RECORDS TO PROCESS:

■ ■ ■ ■

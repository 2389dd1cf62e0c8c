use std::mem;
use log::{debug, warn};
use tokio::sync::mpsc;
use tokio::sync::mpsc::error::TrySendError;
use uuid::Uuid;

use crate::relay::protocol::ViewerReply;
use crate::relay::symbol::Symbol;

pub type SessionId = Uuid;

/// Relay-side state of one viewer connection. Closing consumes the session,
/// so a closed session cannot be observed.
pub struct ViewerSession {
    id: SessionId,
    peer_addr: String,
    bound_symbol: Option<Symbol>,
    outbound: mpsc::Sender<String>,
}

impl ViewerSession {
    pub fn new(id: SessionId, peer_addr: String, outbound: mpsc::Sender<String>) -> Self {
        Self {
            id,
            peer_addr,
            bound_symbol: None,
            outbound,
        }
    }

    pub fn id(&self) -> SessionId {
        self.id
    }

    pub fn peer_addr(&self) -> &str {
        &self.peer_addr
    }

    pub fn bound_symbol(&self) -> Option<&Symbol> {
        self.bound_symbol.as_ref()
    }

    /// Binds to `next` and hands back the previous binding.
    pub fn bind(&mut self, next: Symbol) -> Option<Symbol> {
        mem::replace(&mut self.bound_symbol, Some(next))
    }

    /// Ends the session, returning the symbol it still held.
    pub fn close(self) -> Option<Symbol> {
        self.bound_symbol
    }

    pub fn is_open(&self) -> bool {
        !self.outbound.is_closed()
    }

    /// Queues a payload without waiting. A full or closed queue drops the
    /// payload for this viewer only.
    pub fn send(&self, payload: String) -> bool {
        match self.outbound.try_send(payload) {
            Ok(()) => true,
            Err(TrySendError::Full(_)) => {
                warn!("Viewer {} ({}) is lagging, dropped message", self.id, self.peer_addr);
                false
            }
            Err(TrySendError::Closed(_)) => {
                debug!("Viewer {} ({}) is gone, skipped message", self.id, self.peer_addr);
                false
            }
        }
    }

    pub fn reply(&self, reply: &ViewerReply) -> bool {
        match serde_json::to_string(reply) {
            Ok(json) => self.send(json),
            Err(e) => {
                warn!("Failed to encode reply for viewer {}: {}", self.id, e);
                false
            }
        }
    }
}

■ ■ ■ ■

ASSIGNMENT:
In the material above, find the lines that contain "warn" and show them.

WRITTEN RESPONSE:
use log::{debug, warn};
                warn!("Viewer {} ({}) is lagging, dropped message", self.id, self.peer_addr);
                warn!("Failed to encode reply for viewer {}: {}", self.id, e);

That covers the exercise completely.